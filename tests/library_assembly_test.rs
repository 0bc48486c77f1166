use std::sync::{Arc, Mutex};

use librarium::{
    AccessibilityDecorator, AudioDecorator, Catalog, DigitalItemProxy, Item, ItemFactory,
    Notifier, Observer, SummaryDecorator,
};

struct RecordingObserver {
    name: &'static str,
    log: Arc<Mutex<Vec<String>>>,
}

impl Observer for RecordingObserver {
    fn receive(&self, message: &str) {
        self.log
            .lock()
            .unwrap()
            .push(format!("Notification for {}: {}", self.name, message));
    }
}

// The full reference assembly: factory-built items, decorated editions, a
// denied proxy, all registered in the shared catalog, one observer notified.
// Kept as a single test so nothing else races the process-wide catalog.
#[test]
fn test_end_to_end_assembly() {
    let design_patterns = ItemFactory::create("digital", "Design Patterns", "GoF").unwrap();
    let clean_code = ItemFactory::create("fisico", "Clean Code", "Robert C. Martin").unwrap();

    let summary_edition = SummaryDecorator::new(
        ItemFactory::create("fisico", "Clean Code", "Robert C. Martin").unwrap(),
    );
    let audio_edition =
        AudioDecorator::new(ItemFactory::create("digital", "Design Patterns", "GoF").unwrap());
    let accessible_edition = AccessibilityDecorator::new(
        ItemFactory::create("digital", "Design Patterns", "GoF").unwrap(),
    );
    let restricted = DigitalItemProxy::new("Refactoring", "Martin Fowler", false);

    let mut catalog = Catalog::instance().lock().unwrap();
    catalog.add_item(design_patterns);
    catalog.add_item(clean_code);
    catalog.add_item(Box::new(summary_edition));
    catalog.add_item(Box::new(restricted));
    catalog.add_item(Box::new(audio_edition));
    catalog.add_item(Box::new(accessible_edition));
    assert_eq!(catalog.items().len(), 6);

    // Decorated physical item renders two lines.
    assert_eq!(
        catalog.items()[2].render(),
        "[Físico] Clean Code - Robert C. Martin\n[Summary available]"
    );

    // Denied proxy renders exactly one line and no [E-Book] tag.
    let denial = catalog.items()[3].render();
    assert_eq!(denial, "Access denied to digital item: Refactoring");
    assert_eq!(denial.lines().count(), 1);

    assert_eq!(
        catalog.items()[4].render(),
        "[E-Book] Design Patterns - GoF\n[Audiobook available]"
    );
    assert_eq!(
        catalog.items()[5].render(),
        "[E-Book] Design Patterns - GoF\n[Accessibility: high-contrast text and screen-reader support]"
    );

    // Lookup is case-insensitive; a miss is None.
    assert_eq!(
        catalog.find_by_title("clean code").unwrap().author(),
        "Robert C. Martin"
    );
    assert!(catalog.find_by_title("Nonexistent").is_none());

    // The same instance is reachable through a second handle.
    assert!(std::ptr::eq(Catalog::instance(), Catalog::instance()));

    // One registered observer gets the broadcast, personalized.
    let log = Arc::new(Mutex::new(Vec::new()));
    let mut notifier = Notifier::new();
    notifier.add_observer(Arc::new(RecordingObserver {
        name: "Alice",
        log: Arc::clone(&log),
    }));
    notifier.notify("New item available: Design Patterns");
    assert_eq!(
        *log.lock().unwrap(),
        ["Notification for Alice: New item available: Design Patterns"]
    );
}

#[test]
fn test_factory_rejects_unknown_kind() {
    let err = ItemFactory::create("papyrus", "Clean Code", "Robert C. Martin")
        .err()
        .unwrap();
    assert_eq!(err.to_string(), "Unknown item kind: papyrus");
}

#[test]
fn test_granted_proxy_builds_the_item_once_and_renders_consistently() {
    let proxy = DigitalItemProxy::new("Refactoring", "Martin Fowler", true);
    assert!(!proxy.is_materialized());

    let first = proxy.render();
    let second = proxy.render();
    assert_eq!(first, "[E-Book] Refactoring - Martin Fowler");
    assert_eq!(first, second);
    assert!(proxy.is_materialized());
}
//! Item decorators. Each one owns exactly one wrapped item, forwards
//! `title`/`author` to it, and appends a single fixed line to its render
//! output. Decorators implement [`Item`] themselves, so they nest freely;
//! nested output accumulates innermost-first.

use crate::domain::ports::Item;

/// Marks an item as having a written summary attached.
pub struct SummaryDecorator {
    inner: Box<dyn Item>,
}

impl SummaryDecorator {
    pub fn new(inner: Box<dyn Item>) -> Self {
        Self { inner }
    }
}

impl Item for SummaryDecorator {
    fn title(&self) -> &str {
        self.inner.title()
    }

    fn author(&self) -> &str {
        self.inner.author()
    }

    fn render(&self) -> String {
        format!("{}\n[Summary available]", self.inner.render())
    }
}

/// Marks an item as having an audiobook edition.
pub struct AudioDecorator {
    inner: Box<dyn Item>,
}

impl AudioDecorator {
    pub fn new(inner: Box<dyn Item>) -> Self {
        Self { inner }
    }
}

impl Item for AudioDecorator {
    fn title(&self) -> &str {
        self.inner.title()
    }

    fn author(&self) -> &str {
        self.inner.author()
    }

    fn render(&self) -> String {
        format!("{}\n[Audiobook available]", self.inner.render())
    }
}

/// Marks an item as available in accessible formats.
pub struct AccessibilityDecorator {
    inner: Box<dyn Item>,
}

impl AccessibilityDecorator {
    pub fn new(inner: Box<dyn Item>) -> Self {
        Self { inner }
    }
}

impl Item for AccessibilityDecorator {
    fn title(&self) -> &str {
        self.inner.title()
    }

    fn author(&self) -> &str {
        self.inner.author()
    }

    fn render(&self) -> String {
        format!(
            "{}\n[Accessibility: high-contrast text and screen-reader support]",
            self.inner.render()
        )
    }
}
++++++++++
> **Problem details**: Every line of the material above should be transcribed as it stands.

> **Answer box**:
filename tests/library_assembly_test.rs
repository 0bc48486c77f1166
use std::sync::{Arc, Mutex};

use librarium::{
    AccessibilityDecorator, AudioDecorator, Catalog, DigitalItemProxy, Item, ItemFactory,
    Notifier, Observer, SummaryDecorator,
};

struct RecordingObserver {
    name: &'static str,
    log: Arc<Mutex<Vec<String>>>,
}

impl Observer for RecordingObserver {
    fn receive(&self, message: &str) {
        self.log
            .lock()
            .unwrap()
            .push(format!("Notification for {}: {}", self.name, message));
    }
}

// The full reference assembly: factory-built items, decorated editions, a
// denied proxy, all registered in the shared catalog, one observer notified.
// Kept as a single test so nothing else races the process-wide catalog.
#[test]
fn test_end_to_end_assembly() {
    let design_patterns = ItemFactory::create("digital", "Design Patterns", "GoF").unwrap();
    let clean_code = ItemFactory::create("fisico", "Clean Code", "Robert C. Martin").unwrap();

    let summary_edition = SummaryDecorator::new(
        ItemFactory::create("fisico", "Clean Code", "Robert C. Martin").unwrap(),
    );
    let audio_edition =
        AudioDecorator::new(ItemFactory::create("digital", "Design Patterns", "GoF").unwrap());
    let accessible_edition = AccessibilityDecorator::new(
        ItemFactory::create("digital", "Design Patterns", "GoF").unwrap(),
    );
    let restricted = DigitalItemProxy::new("Refactoring", "Martin Fowler", false);

    let mut catalog = Catalog::instance().lock().unwrap();
    catalog.add_item(design_patterns);
    catalog.add_item(clean_code);
    catalog.add_item(Box::new(summary_edition));
    catalog.add_item(Box::new(restricted));
    catalog.add_item(Box::new(audio_edition));
    catalog.add_item(Box::new(accessible_edition));
    assert_eq!(catalog.items().len(), 6);

    // Decorated physical item renders two lines.
    assert_eq!(
        catalog.items()[2].render(),
        "[Físico] Clean Code - Robert C. Martin\n[Summary available]"
    );

    // Denied proxy renders exactly one line and no [E-Book] tag.
    let denial = catalog.items()[3].render();
    assert_eq!(denial, "Access denied to digital item: Refactoring");
    assert_eq!(denial.lines().count(), 1);

    assert_eq!(
        catalog.items()[4].render(),
        "[E-Book] Design Patterns - GoF\n[Audiobook available]"
    );
    assert_eq!(
        catalog.items()[5].render(),
        "[E-Book] Design Patterns - GoF\n[Accessibility: high-contrast text and screen-reader support]"
    );

    // Lookup is case-insensitive; a miss is None.
    assert_eq!(
        catalog.find_by_title("clean code").unwrap().author(),
        "Robert C. Martin"
    );
    assert!(catalog.find_by_title("Nonexistent").is_none());

    // The same instance is reachable through a second handle.
    assert!(std::ptr::eq(Catalog::instance(), Catalog::instance()));

    // One registered observer gets the broadcast, personalized.
    let log = Arc::new(Mutex::new(Vec::new()));
    let mut notifier = Notifier::new();
    notifier.add_observer(Arc::new(RecordingObserver {
        name: "Alice",
        log: Arc::clone(&log),
    }));
    notifier.notify("New item available: Design Patterns");
    assert_eq!(
        *log.lock().unwrap(),
        ["Notification for Alice: New item available: Design Patterns"]
    );
}

#[test]
fn test_factory_rejects_unknown_kind() {
    let err = ItemFactory::create("papyrus", "Clean Code", "Robert C. Martin")
        .err()
        .unwrap();
    assert_eq!(err.to_string(), "Unknown item kind: papyrus");
}

#[test]
fn test_granted_proxy_builds_the_item_once_and_renders_consistently() {
    let proxy = DigitalItemProxy::new("Refactoring", "Martin Fowler", true);
    assert!(!proxy.is_materialized());

    let first = proxy.render();
    let second = proxy.render();
    assert_eq!(first, "[E-Book] Refactoring - Martin Fowler");
    assert_eq!(first, second);
    assert!(proxy.is_materialized());
}
//! Item decorators. Each one owns exactly one wrapped item, forwards
//! `title`/`author` to it, and appends a single fixed line to its render
//! output. Decorators implement [`Item`] themselves, so they nest freely;
//! nested output accumulates innermost-first.

use crate::domain::ports::Item;

/// Marks an item as having a written summary attached.
pub struct SummaryDecorator {
    inner: Box<dyn Item>,
}

impl SummaryDecorator {
    pub fn new(inner: Box<dyn Item>) -> Self {
        Self { inner }
    }
}

impl Item for SummaryDecorator {
    fn title(&self) -> &str {
        self.inner.title()
    }

    fn author(&self) -> &str {
        self.inner.author()
    }

    fn render(&self) -> String {
        format!("{}\n[Summary available]", self.inner.render())
    }
}

/// Marks an item as having an audiobook edition.
pub struct AudioDecorator {
    inner: Box<dyn Item>,
}

impl AudioDecorator {
    pub fn new(inner: Box<dyn Item>) -> Self {
        Self { inner }
    }
}

impl Item for AudioDecorator {
    fn title(&self) -> &str {
        self.inner.title()
    }

    fn author(&self) -> &str {
        self.inner.author()
    }

    fn render(&self) -> String {
        format!("{}\n[Audiobook available]", self.inner.render())
    }
}

/// Marks an item as available in accessible formats.
pub struct AccessibilityDecorator {
    inner: Box<dyn Item>,
}

impl AccessibilityDecorator {
    pub fn new(inner: Box<dyn Item>) -> Self {
        Self { inner }
    }
}

impl Item for AccessibilityDecorator {
    fn title(&self) -> &str {
        self.inner.title()
    }

    fn author(&self) -> &str {
        self.inner.author()
    }

    fn render(&self) -> String {
        format!(
            "{}\n[Accessibility: high-contrast text and screen-reader support]",
            self.inner.render()
        )
    }
}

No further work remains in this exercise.